Stored data entries
+++

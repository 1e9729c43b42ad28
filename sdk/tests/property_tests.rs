use proptest::prelude::*;
use sdk::errors::{EngineError, ErrorExt};
use sdk::{ConversationTurn, Question, Route};

proptest! {
    #[test]
    fn test_error_user_hint_never_echoes_details(detail in "[a-z]{12,24}") {
        let errs = vec![
            EngineError::Config(detail.clone()),
            EngineError::MissingCredential(detail.clone()),
            EngineError::Database(detail.clone()),
            EngineError::Network(detail.clone()),
        ];

        for err in errs {
            let hint = err.user_hint();
            prop_assert!(!hint.is_empty());
            prop_assert!(!hint.contains(&detail));
        }
    }

    #[test]
    fn test_route_parse_ignores_case_and_padding(index in 0usize..5, pad in " {0,3}", lower in any::<bool>()) {
        let route = Route::ALL[index];
        let name = if lower {
            route.as_str().to_lowercase()
        } else {
            route.as_str().to_string()
        };
        let parsed: Route = format!("{pad}{name}{pad}").parse().unwrap();
        prop_assert_eq!(parsed, route);
    }

    #[test]
    fn test_last_user_turn_skips_assistant_turns(
        turns in prop::collection::vec((any::<bool>(), "[a-z ]{1,20}"), 0..8)
    ) {
        let history: Vec<ConversationTurn> = turns
            .iter()
            .map(|(from_user, text)| {
                if *from_user {
                    ConversationTurn::user(text.clone())
                } else {
                    ConversationTurn::assistant(text.clone())
                }
            })
            .collect();
        let expected = turns
            .iter()
            .rev()
            .find(|(from_user, _)| *from_user)
            .map(|(_, text)| text.as_str());

        let question = Question::new("and then?").with_history(history);
        prop_assert_eq!(question.last_user_turn(), expected);
    }
}
//! Application wiring
//!
//! Builds every collaborator from [`Config`] and exposes the one operation
//! both transports need: screen a question, then hand back its event stream.

use crate::classifier::RouteClassifier;
use crate::config::Config;
use crate::llm::ollama::OllamaProvider;
use crate::llm::openai::OpenAIProvider;
use crate::llm::router::LLMRouter;
use crate::llm::LLMProvider;
use crate::orchestrator::{Adapters, Orchestrator, OrchestratorSettings};
use crate::pii::{HttpPiiGate, NoopGate, PiiGate};
use crate::session::{Pacing, StreamEvent, StreamingSession};
use crate::sources::{
    FundStore, MacroOutlookAdapter, QueryGenerator, SearchClient, SemanticAdapter,
    StructuredAdapter,
};
use crate::synthesis::Synthesizer;
use sdk::errors::EngineError;
use sdk::Question;
use std::sync::Arc;
use std::time::Duration;
use tracing::{debug, info};

/// A screened run
pub struct Screened {
    pub session: StreamingSession,
    pub pii_blocked: bool,
}

#[derive(Clone)]
pub struct App {
    orchestrator: Arc<Orchestrator>,
    pii: Arc<dyn PiiGate>,
}

impl App {
    pub fn new(orchestrator: Arc<Orchestrator>, pii: Arc<dyn PiiGate>) -> Self {
        Self { orchestrator, pii }
    }

    /// Build the full pipeline from configuration
    pub async fn from_config(config: &Config) -> Result<Self, EngineError> {
        let router = Arc::new(build_llm_router(config));

        let search = Arc::new(SearchClient::from_config(&config.search)?);
        let store = FundStore::connect(&config.database.url).await?;

        let adapters = Adapters {
            structured: Arc::new(StructuredAdapter::new(
                QueryGenerator::new(Arc::clone(&router)),
                store,
                config.database.max_rows,
                config.timeouts.structured(),
            )),
            semantic: Arc::new(SemanticAdapter::new(
                Arc::clone(&search),
                &config.search.fund_index,
                &config.search.fund_vector_field,
                config.search.semantic_top_k,
                config.timeouts.semantic(),
            )),
            macro_outlook: Arc::new(MacroOutlookAdapter::new(
                search,
                &config.search.macro_index,
                &config.search.macro_vector_field,
                config.search.macro_top_k,
                config.timeouts.macro_outlook(),
            )),
        };

        let classifier = RouteClassifier::with_model(
            Arc::clone(&router),
            config.classifier.model_assisted,
            config.timeouts.classifier(),
        );
        let synthesizer = Synthesizer::new(router, config.timeouts.synthesis());
        let settings = OrchestratorSettings {
            max_citations: config.merger.max_citations,
            pacing: Pacing {
                chunk_words: config.streaming.chunk_words,
                delay: Duration::from_millis(config.streaming.chunk_delay_ms),
            },
        };

        let pii: Arc<dyn PiiGate> = if config.pii.enabled {
            Arc::new(HttpPiiGate::from_config(&config.pii))
        } else {
            debug!("PII screening disabled");
            Arc::new(NoopGate)
        };

        info!("Pipeline ready");
        Ok(Self::new(
            Arc::new(Orchestrator::new(classifier, adapters, synthesizer, settings)),
            pii,
        ))
    }

    pub fn orchestrator(&self) -> &Arc<Orchestrator> {
        &self.orchestrator
    }

    /// Screen the question, then start its run. A blocked question yields a
    /// session holding a single `error` event.
    pub async fn ask(&self, question: Question) -> Screened {
        let check = self.pii.check(&question.text).await;
        if check.blocked {
            let warning = check.warning();
            return Screened {
                session: StreamingSession::spawn(move |mut sink| async move {
                    let _ = sink.emit(StreamEvent::error(warning)).await;
                }),
                pii_blocked: true,
            };
        }

        Screened {
            session: self.orchestrator.run(question),
            pii_blocked: false,
        }
    }
}

/// Ollama is always available; OpenAI joins when its key is exported
pub fn build_llm_router(config: &Config) -> LLMRouter {
    let mut providers: Vec<Box<dyn LLMProvider>> = vec![Box::new(OllamaProvider::new(
        config.llm.ollama.base_url.clone(),
        config.llm.ollama.model.clone(),
    ))];

    match OpenAIProvider::from_env(config.llm.openai.clone()) {
        Ok(provider) => providers.push(Box::new(provider)),
        Err(e) => debug!("OpenAI provider skipped: {}", e),
    }

    LLMRouter::new(providers, Arc::new(config.llm.clone()))
}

+++

## WORK INSTRUCTION
Restate the whole set of entries exactly.

## COMPLETED TASK
repository 1e9729c43b42ad28
filename sdk/tests/property_tests.rs
use proptest::prelude::*;
use sdk::errors::{EngineError, ErrorExt};
use sdk::{ConversationTurn, Question, Route};

proptest! {
    #[test]
    fn test_error_user_hint_never_echoes_details(detail in "[a-z]{12,24}") {
        let errs = vec![
            EngineError::Config(detail.clone()),
            EngineError::MissingCredential(detail.clone()),
            EngineError::Database(detail.clone()),
            EngineError::Network(detail.clone()),
        ];

        for err in errs {
            let hint = err.user_hint();
            prop_assert!(!hint.is_empty());
            prop_assert!(!hint.contains(&detail));
        }
    }

    #[test]
    fn test_route_parse_ignores_case_and_padding(index in 0usize..5, pad in " {0,3}", lower in any::<bool>()) {
        let route = Route::ALL[index];
        let name = if lower {
            route.as_str().to_lowercase()
        } else {
            route.as_str().to_string()
        };
        let parsed: Route = format!("{pad}{name}{pad}").parse().unwrap();
        prop_assert_eq!(parsed, route);
    }

    #[test]
    fn test_last_user_turn_skips_assistant_turns(
        turns in prop::collection::vec((any::<bool>(), "[a-z ]{1,20}"), 0..8)
    ) {
        let history: Vec<ConversationTurn> = turns
            .iter()
            .map(|(from_user, text)| {
                if *from_user {
                    ConversationTurn::user(text.clone())
                } else {
                    ConversationTurn::assistant(text.clone())
                }
            })
            .collect();
        let expected = turns
            .iter()
            .rev()
            .find(|(from_user, _)| *from_user)
            .map(|(_, text)| text.as_str());

        let question = Question::new("and then?").with_history(history);
        prop_assert_eq!(question.last_user_turn(), expected);
    }
}
//! Application wiring
//!
//! Builds every collaborator from [`Config`] and exposes the one operation
//! both transports need: screen a question, then hand back its event stream.

use crate::classifier::RouteClassifier;
use crate::config::Config;
use crate::llm::ollama::OllamaProvider;
use crate::llm::openai::OpenAIProvider;
use crate::llm::router::LLMRouter;
use crate::llm::LLMProvider;
use crate::orchestrator::{Adapters, Orchestrator, OrchestratorSettings};
use crate::pii::{HttpPiiGate, NoopGate, PiiGate};
use crate::session::{Pacing, StreamEvent, StreamingSession};
use crate::sources::{
    FundStore, MacroOutlookAdapter, QueryGenerator, SearchClient, SemanticAdapter,
    StructuredAdapter,
};
use crate::synthesis::Synthesizer;
use sdk::errors::EngineError;
use sdk::Question;
use std::sync::Arc;
use std::time::Duration;
use tracing::{debug, info};

/// A screened run
pub struct Screened {
    pub session: StreamingSession,
    pub pii_blocked: bool,
}

#[derive(Clone)]
pub struct App {
    orchestrator: Arc<Orchestrator>,
    pii: Arc<dyn PiiGate>,
}

impl App {
    pub fn new(orchestrator: Arc<Orchestrator>, pii: Arc<dyn PiiGate>) -> Self {
        Self { orchestrator, pii }
    }

    /// Build the full pipeline from configuration
    pub async fn from_config(config: &Config) -> Result<Self, EngineError> {
        let router = Arc::new(build_llm_router(config));

        let search = Arc::new(SearchClient::from_config(&config.search)?);
        let store = FundStore::connect(&config.database.url).await?;

        let adapters = Adapters {
            structured: Arc::new(StructuredAdapter::new(
                QueryGenerator::new(Arc::clone(&router)),
                store,
                config.database.max_rows,
                config.timeouts.structured(),
            )),
            semantic: Arc::new(SemanticAdapter::new(
                Arc::clone(&search),
                &config.search.fund_index,
                &config.search.fund_vector_field,
                config.search.semantic_top_k,
                config.timeouts.semantic(),
            )),
            macro_outlook: Arc::new(MacroOutlookAdapter::new(
                search,
                &config.search.macro_index,
                &config.search.macro_vector_field,
                config.search.macro_top_k,
                config.timeouts.macro_outlook(),
            )),
        };

        let classifier = RouteClassifier::with_model(
            Arc::clone(&router),
            config.classifier.model_assisted,
            config.timeouts.classifier(),
        );
        let synthesizer = Synthesizer::new(router, config.timeouts.synthesis());
        let settings = OrchestratorSettings {
            max_citations: config.merger.max_citations,
            pacing: Pacing {
                chunk_words: config.streaming.chunk_words,
                delay: Duration::from_millis(config.streaming.chunk_delay_ms),
            },
        };

        let pii: Arc<dyn PiiGate> = if config.pii.enabled {
            Arc::new(HttpPiiGate::from_config(&config.pii))
        } else {
            debug!("PII screening disabled");
            Arc::new(NoopGate)
        };

        info!("Pipeline ready");
        Ok(Self::new(
            Arc::new(Orchestrator::new(classifier, adapters, synthesizer, settings)),
            pii,
        ))
    }

    pub fn orchestrator(&self) -> &Arc<Orchestrator> {
        &self.orchestrator
    }

    /// Screen the question, then start its run. A blocked question yields a
    /// session holding a single `error` event.
    pub async fn ask(&self, question: Question) -> Screened {
        let check = self.pii.check(&question.text).await;
        if check.blocked {
            let warning = check.warning();
            return Screened {
                session: StreamingSession::spawn(move |mut sink| async move {
                    let _ = sink.emit(StreamEvent::error(warning)).await;
                }),
                pii_blocked: true,
            };
        }

        Screened {
            session: self.orchestrator.run(question),
            pii_blocked: false,
        }
    }
}

/// Ollama is always available; OpenAI joins when its key is exported
pub fn build_llm_router(config: &Config) -> LLMRouter {
    let mut providers: Vec<Box<dyn LLMProvider>> = vec![Box::new(OllamaProvider::new(
        config.llm.ollama.base_url.clone(),
        config.llm.ollama.model.clone(),
    ))];

    match OpenAIProvider::from_env(config.llm.openai.clone()) {
        Ok(provider) => providers.push(Box::new(provider)),
        Err(e) => debug!("OpenAI provider skipped: {}", e),
    }

    LLMRouter::new(providers, Arc::new(config.llm.clone()))
}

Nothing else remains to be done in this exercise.